◆ **WHAT THIS TASK INVOLVES**:
Starting at the first line of the entries below, output every line exactly, up to and including the line with "struct for customization".

◆ **DATA RECORDS**:

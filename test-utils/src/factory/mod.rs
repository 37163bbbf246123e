//! Factory methods for creating test data.
//!
//! This module provides factory methods for creating test entities with sensible defaults,
//! reducing boilerplate in tests. Factories automatically handle dependencies and foreign
//! key relationships, making tests more concise and maintainable.
//!
//! # Overview
//!
//! Each entity has its own factory module with both a `Factory` struct for customization
//! and a `create_*` convenience function for quick default creation.
//!
//! # Basic Usage
//!
//! ```rust,ignore
//! use test_utils::factory;
//!
//! #[tokio::test]
//! async fn test_example() -> Result<(), sea_orm::DbErr> {
//!     let db = /* ... */;
//!
//!     // Create with defaults
//!     let user = factory::user::create_user(&db).await?;
//!     let application = factory::application::create_application(&db, user_steam_id).await?;
//!
//!     // Create a user together with a pending application
//!     let (user, application) = factory::helpers::create_user_with_application(&db).await?;
//!
//!     Ok(())
//! }
//! ```
//!
//! # Customization
//!
//! Use the factory builders for custom values:
//!
//! ```rust,ignore
//! use test_utils::factory;
//!
//! // Using builder pattern for customization
//! let user = factory::user::UserFactory::new(&db)
//!     .steam_id(76561198000000001)
//!     .name("CustomUser")
//!     .role("ADMIN")
//!     .build()
//!     .await?;
//!
//! // Using convenience functions with custom values
//! let application =
//!     factory::create_application_with_status(&db, steam_id, "police", "GODKENDT").await?;
//! ```
//!
//! # Available Factories
//!
//! - `user` - Create user entities
//! - `application` - Create application entities
//! - `application_field` - Create narrative answer rows for applications
//! - `category_gate` - Create category gate entities
//! - `helpers` - Convenience methods for creating entities with dependencies

pub mod application;
pub mod application_field;
pub mod category_gate;
pub mod helpers;
pub mod user;

// Re-export commonly used factory functions for concise usage
pub use application::{create_application, create_application_with_status};
pub use application_field::{create_field, create_fields};
pub use category_gate::create_gate;
pub use user::{create_admin, create_user, create_user_with_steam_id};
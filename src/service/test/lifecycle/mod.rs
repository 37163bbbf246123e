use tokio::sync::mpsc;

use crate::{
    data::application::ApplicationRepository,
    error::{application::ApplicationError, AppError},
    model::application::{ApplicationStatus, Category},
    service::{
        lifecycle::LifecycleService,
        notification::{NotificationDispatcher, NotificationJob},
    },
};
use test_utils::{builder::TestBuilder, factory};


/// A dispatcher whose queue the test can inspect instead of delivering.
fn test_dispatcher() -> (NotificationDispatcher, mpsc::Receiver<NotificationJob>) {
    let (tx, rx) = mpsc::channel(8);
    (NotificationDispatcher::for_sender(tx), rx)
}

◆ **SOLVED EXERCISE**:
filename test-utils/src/factory/mod.rs
repository 37163bbbf246123e
//! Factory methods for creating test data.
//!
//! This module provides factory methods for creating test entities with sensible defaults,
//! reducing boilerplate in tests. Factories automatically handle dependencies and foreign
//! key relationships, making tests more concise and maintainable.
//!
//! # Overview
//!
//! Each entity has its own factory module with both a `Factory` struct for customization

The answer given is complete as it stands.